Mechanism‐based approach using a biomarker response to evaluate tocilizumab subcutaneous injection in patients with rheumatoid arthritis with an inadequate response to synthetic DMARDs (MATSURI study)

A multicenter, open-label, dose-escalation phase 1/2 study was undertaken to evaluate the optimal subcutaneous tocilizumab dose that would result in exposure comparable to the intravenous tocilizumab 8-mg/kg approved dose in patients with rheumatoid arthritis. A pharmacokinetic and biomarker approach was used to estimate the clinical optimal dose regimen of subcutaneous tocilizumab. Safety and efficacy of subcutaneous tocilizumab were assessed as secondary end points.
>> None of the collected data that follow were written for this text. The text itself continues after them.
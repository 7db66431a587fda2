//! Constants shared by the walk and the playback stage.

/// Fixed parameters of the 2-qubit walk and its default configuration.
pub mod qwalk_constants {
    /// Width of the walk register. The coin/shift topology is fixed at two qubits.
    pub const WALK_QUBITS: usize = 2;
    /// Number of walk steps computed when none is configured.
    pub const DEFAULT_N_STEPS: usize = 100;
    /// Window scale handed to the external player (clips are shown at half size).
    pub const DEFAULT_SCALE: f64 = 0.5;
    /// Rotation applied to qubit 1 by the shift operator.
    pub const SHIFT_RY_ANGLE: f64 = std::f64::consts::FRAC_PI_4;
}
//! `JsonEncoder`: writes decoded IPFIX messages as JSON into a [`Writer`].
//!
//! The output shape is fixed:
//!
//! ```text
//! {"AgentID":"..","Header":{"Version":..,"Length":..,"ExportTime":..,"SequenceNo":..,"DomainID":..},"DataSets":[[{"ID":..,"Value":..},..],..]}
//! ```
//!
//! Every section is appended with linear writes; nothing is built up as an
//! intermediate tree. Floats use upper-case scientific notation with the
//! shortest digits that round-trip at the value's own precision and a signed
//! exponent of at least two digits (`1.5E+00`, `1E-07`).

use std::fmt::UpperExp;

use ipfix_buffers::Writer;
use tracing::{debug, trace};

use crate::message::{DataSet, DecodedField, FieldValue, Message, MessageHeader};
use crate::{EncodeError, EncoderOptions, StringEscaping};

pub struct JsonEncoder {
    pub writer: Writer,
    options: EncoderOptions,
    /// Flush position and window range of output left by the last failed
    /// `encode`.
    partial: Option<(usize, usize, usize)>,
}

impl Default for JsonEncoder {
    fn default() -> Self {
        Self::new()
    }
}

impl JsonEncoder {
    pub fn new() -> Self {
        Self::with_options(EncoderOptions::default())
    }

    pub fn with_options(options: EncoderOptions) -> Self {
        let writer = Writer::with_alloc_size(options.buffer_size);
        Self::with_writer(writer, options)
    }

    /// Uses a caller-supplied writer, appending after whatever it holds.
    pub fn with_writer(writer: Writer, options: EncoderOptions) -> Self {
        Self {
            writer,
            options,
            partial: None,
        }
    }

    pub fn options(&self) -> &EncoderOptions {
        &self.options
    }

    pub fn into_writer(self) -> Writer {
        self.writer
    }

    /// Encodes one message and returns its bytes.
    ///
    /// The message is written after whatever the writer already holds and
    /// handed back; the writer's earlier bytes are left as they were. On
    /// error the partial output stays in the writer until the next call
    /// removes it, unless the writer was flushed in between.
    pub fn encode(&mut self, msg: &Message) -> Result<Vec<u8>, EncodeError> {
        if let Some((x0, start, end)) = self.partial.take() {
            // Left alone if the caller has flushed since.
            if self.writer.x0 == x0 && end <= self.writer.len() {
                self.writer.remove(start, end);
            }
        }
        let start = self.writer.len();
        if let Err(err) = self.write_message(msg) {
            self.partial = Some((self.writer.x0, start, self.writer.len()));
            return Err(err);
        }
        let out = self.writer.as_slice()[start..].to_vec();
        self.writer.truncate(start);
        trace!(agent_id = %msg.agent_id, bytes = out.len(), "encoded ipfix message");
        Ok(out)
    }

    /// Appends one message without touching the flush position.
    pub fn write_message(&mut self, msg: &Message) -> Result<(), EncodeError> {
        self.writer.u8(b'{');
        self.write_agent(&msg.agent_id);
        self.write_header(&msg.header);
        self.write_data_sets(&msg.data_sets)?;
        self.writer.u8(b'}');
        Ok(())
    }

    /// Writes `"AgentID":"..",`.
    pub fn write_agent(&mut self, agent_id: &str) {
        self.writer.buf(b"\"AgentID\":");
        self.write_str(agent_id);
        self.writer.u8(b',');
    }

    /// Writes the header object followed by a comma.
    pub fn write_header(&mut self, header: &MessageHeader) {
        self.writer.buf(b"\"Header\":{\"Version\":");
        self.write_u_integer(u64::from(header.version));
        self.writer.buf(b",\"Length\":");
        self.write_u_integer(u64::from(header.length));
        self.writer.buf(b",\"ExportTime\":");
        self.write_u_integer(u64::from(header.export_time));
        self.writer.buf(b",\"SequenceNo\":");
        self.write_u_integer(u64::from(header.sequence_no));
        self.writer.buf(b",\"DomainID\":");
        self.write_u_integer(u64::from(header.domain_id));
        self.writer.buf(b"},");
    }

    /// Writes `"DataSets":[[..],..]`, stopping at the first unsupported value.
    pub fn write_data_sets(&mut self, data_sets: &[DataSet]) -> Result<(), EncodeError> {
        self.writer.buf(b"\"DataSets\":[");
        let last = data_sets.len().saturating_sub(1);
        for (i, set) in data_sets.iter().enumerate() {
            self.write_data_set(set)?;
            if i < last {
                self.writer.u8(b',');
            }
        }
        self.writer.u8(b']');
        Ok(())
    }

    pub fn write_data_set(&mut self, fields: &[DecodedField]) -> Result<(), EncodeError> {
        self.writer.u8(b'[');
        let last = fields.len().saturating_sub(1);
        for (i, field) in fields.iter().enumerate() {
            self.writer.buf(b"{\"ID\":");
            self.write_u_integer(u64::from(field.id));
            self.writer.buf(b",\"Value\":");
            self.write_value(field.id, &field.value)?;
            self.writer.u8(b'}');
            if i < last {
                self.writer.u8(b',');
            }
        }
        self.writer.u8(b']');
        Ok(())
    }

    /// Writes a single field value. `id` is only used for error reporting.
    pub fn write_value(&mut self, id: u16, value: &FieldValue) -> Result<(), EncodeError> {
        match value {
            FieldValue::U8(v) => self.write_u_integer(u64::from(*v)),
            FieldValue::U16(v) => self.write_u_integer(u64::from(*v)),
            FieldValue::U32(v) => self.write_u_integer(u64::from(*v)),
            FieldValue::U64(v) => self.write_u_integer(*v),
            FieldValue::I8(v) => self.write_integer(i64::from(*v)),
            FieldValue::I16(v) => self.write_integer(i64::from(*v)),
            FieldValue::I32(v) => self.write_integer(i64::from(*v)),
            FieldValue::I64(v) => self.write_integer(*v),
            FieldValue::F32(v) => self.write_f32(*v),
            FieldValue::F64(v) => self.write_f64(*v),
            FieldValue::Str(s) => self.write_str(s),
            // IPv4-mapped IPv6 keeps its `::ffff:a.b.c.d` form rather than
            // collapsing to dotted-quad.
            FieldValue::Ip(ip) => self.write_plain_str(&ip.to_string()),
            FieldValue::Mac(mac) => self.write_plain_str(&mac.to_string()),
            FieldValue::Bytes(b) => self.write_hex(b),
            FieldValue::Unsupported(kind) => {
                debug!(id, kind = %kind, "rejecting field value of unsupported type");
                return Err(EncodeError::UnsupportedValueType {
                    id,
                    kind: kind.clone(),
                });
            }
        }
        Ok(())
    }

    pub fn write_null(&mut self) {
        self.writer.buf(b"null");
    }

    pub fn write_integer(&mut self, int: i64) {
        self.writer.ascii(&int.to_string());
    }

    pub fn write_u_integer(&mut self, uint: u64) {
        self.writer.ascii(&uint.to_string());
    }

    /// Non-finite values have no JSON literal and are written as `null`.
    pub fn write_f32(&mut self, float: f32) {
        if float.is_finite() {
            self.writer.ascii(&format_sci(float));
        } else {
            self.write_null();
        }
    }

    pub fn write_f64(&mut self, float: f64) {
        if float.is_finite() {
            self.writer.ascii(&format_sci(float));
        } else {
            self.write_null();
        }
    }

    /// Writes a JSON string according to [`EncoderOptions::strings`].
    pub fn write_str(&mut self, s: &str) {
        match self.options.strings {
            StringEscaping::Raw => self.write_plain_str(s),
            StringEscaping::Json => self.write_escaped_str(s),
        }
    }

    /// Writes `"0x"` followed by two hex digits per byte, quoted.
    pub fn write_hex(&mut self, bytes: &[u8]) {
        self.writer.ensure_capacity(bytes.len() * 2 + 4);
        self.writer.buf(b"\"0x");
        self.writer.hex(bytes);
        self.writer.u8(b'"');
    }

    // Quotes `s` without inspecting it.
    fn write_plain_str(&mut self, s: &str) {
        self.writer.ensure_capacity(s.len() + 2);
        self.writer.u8(b'"');
        self.writer.utf8(s);
        self.writer.u8(b'"');
    }

    fn write_escaped_str(&mut self, s: &str) {
        let needs_escape = s.bytes().any(|b| b < 0x20 || b == b'"' || b == b'\\');
        if !needs_escape {
            self.write_plain_str(s);
            return;
        }
        // Serializing a `str` cannot fail.
        let json_str = serde_json::to_string(s).unwrap_or_else(|_| "\"\"".to_string());
        self.writer.buf(json_str.as_bytes());
    }
}

/// Formats a finite float as `<mantissa>E<sign><exponent>`, zero-padding the
/// exponent to two digits.
fn format_sci<T: UpperExp>(value: T) -> String {
    let s = format!("{value:E}");
    let parts = s
        .split_once('E')
        .and_then(|(mantissa, exp)| Some((mantissa.to_owned(), exp.parse::<i32>().ok()?)));
    match parts {
        Some((mantissa, exp)) => {
            let sign = if exp < 0 { '-' } else { '+' };
            format!("{mantissa}E{sign}{:02}", exp.unsigned_abs())
        }
        None => s,
    }
}

#[cfg(test)]
mod tests {
    use super::*;

    fn value_json(value: FieldValue) -> String {
        let mut enc = JsonEncoder::new();
        enc.write_value(1, &value).unwrap();
        String::from_utf8(enc.writer.flush()).unwrap()
    }

    #[test]
    fn sci_f64_shortest_digits() {
        assert_eq!(format_sci(1.5f64), "1.5E+00");
        assert_eq!(format_sci(0.0f64), "0E+00");
        assert_eq!(format_sci(100.0f64), "1E+02");
        assert_eq!(format_sci(1600000000.0f64), "1.6E+09");
        assert_eq!(format_sci(1.0e-7f64), "1E-07");
        assert_eq!(format_sci(-2.5e-300f64), "-2.5E-300");
        assert_eq!(format_sci(123456.789f64), "1.23456789E+05");
    }

    #[test]
    fn sci_f32_uses_single_precision_digits() {
        assert_eq!(format_sci(0.1f32), "1E-01");
        assert_eq!(format_sci(3.14f32), "3.14E+00");
        // Widened to f64 the same value needs many more digits.
        assert_ne!(format_sci(f64::from(0.1f32)), "1E-01");
    }

    #[test]
    fn non_finite_floats_become_null() {
        assert_eq!(value_json(FieldValue::F64(f64::NAN)), "null");
        assert_eq!(value_json(FieldValue::F32(f32::INFINITY)), "null");
        assert_eq!(value_json(FieldValue::F64(f64::NEG_INFINITY)), "null");
    }

    #[test]
    fn integers_use_full_range() {
        assert_eq!(value_json(FieldValue::U8(255)), "255");
        assert_eq!(value_json(FieldValue::U64(u64::MAX)), "18446744073709551615");
        assert_eq!(value_json(FieldValue::I8(-128)), "-128");
        assert_eq!(value_json(FieldValue::I64(i64::MIN)), "-9223372036854775808");
    }

    #[test]
    fn bytes_are_zero_padded_hex() {
        assert_eq!(value_json(FieldValue::Bytes(vec![0x0a, 0xff])), "\"0x0aff\"");
        assert_eq!(value_json(FieldValue::Bytes(vec![0x00, 0x01])), "\"0x0001\"");
        assert_eq!(value_json(FieldValue::Bytes(vec![])), "\"0x\"");
    }

    #[test]
    fn escaped_and_raw_strings() {
        assert_eq!(value_json(FieldValue::Str("eth0".into())), "\"eth0\"");
        assert_eq!(
            value_json(FieldValue::Str("a\"b\\c\n".into())),
            r#""a\"b\\c\n""#
        );

        let mut enc = JsonEncoder::with_options(EncoderOptions {
            strings: StringEscaping::Raw,
            ..EncoderOptions::default()
        });
        enc.write_value(1, &FieldValue::Str("a\"b".into())).unwrap();
        assert_eq!(enc.writer.flush(), b"\"a\"b\"");
    }

    #[test]
    fn non_ascii_strings_pass_through() {
        assert_eq!(value_json(FieldValue::Str("héllo €".into())), "\"héllo €\"");
    }

    #[test]
    fn unsupported_value_reports_id_and_kind() {
        let mut enc = JsonEncoder::new();
        let err = enc
            .write_value(42, &FieldValue::Unsupported("bool".into()))
            .unwrap_err();
        assert_eq!(
            err,
            EncodeError::UnsupportedValueType {
                id: 42,
                kind: "bool".into()
            }
        );
        assert!(enc.writer.is_empty());
    }

    #[test]
    fn header_fields_in_fixed_order() {
        let mut enc = JsonEncoder::new();
        enc.write_header(&MessageHeader {
            version: 10,
            length: 48,
            export_time: u32::MAX,
            sequence_no: 7,
            domain_id: 0,
        });
        assert_eq!(
            enc.writer.flush(),
            br#""Header":{"Version":10,"Length":48,"ExportTime":4294967295,"SequenceNo":7,"DomainID":0},"#
                .to_vec()
        );
    }

    #[test]
    fn caller_writer_is_appended_to() {
        let mut writer = Writer::new();
        writer.ascii("prefix ");
        let mut enc = JsonEncoder::with_writer(writer, EncoderOptions::default());
        enc.write_message(&Message::default()).unwrap();
        let writer = enc.into_writer();
        assert_eq!(
            writer.as_slice(),
            br#"prefix {"AgentID":"","Header":{"Version":0,"Length":0,"ExportTime":0,"SequenceNo":0,"DomainID":0},"DataSets":[]}"#
        );
    }
}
Patients received subcutaneous tocilizumab at 81 mg every 2 weeks (q2w) (n = 8), 162 mg q2w (n = 12), or 162 mg weekly (qw) (n = 12) for 24 weeks. 88% of 162-mg q2w patients and 100% of 162-mg qw patients maintained mean serum trough tocilizumab concentrations of ≥1 µg/mL, and had exposure comparable with the approved intravenous tocilizumab dose of 8 mg/kg; this resulted in normalized C-reactive protein levels and improvement in ACR20/50/70 responses. The most common adverse events were abnormal laboratory results, which were mild in severity. Anti-tocilizumab antibodies were detected in a few patients in the 81-mg q2w and 162-mg qw groups. In conclusion, coupled with efficacy and tolerability results, the appropriate dose of subcutaneous tocilizumab was determined to be 162 mg q2w for Japanese patients.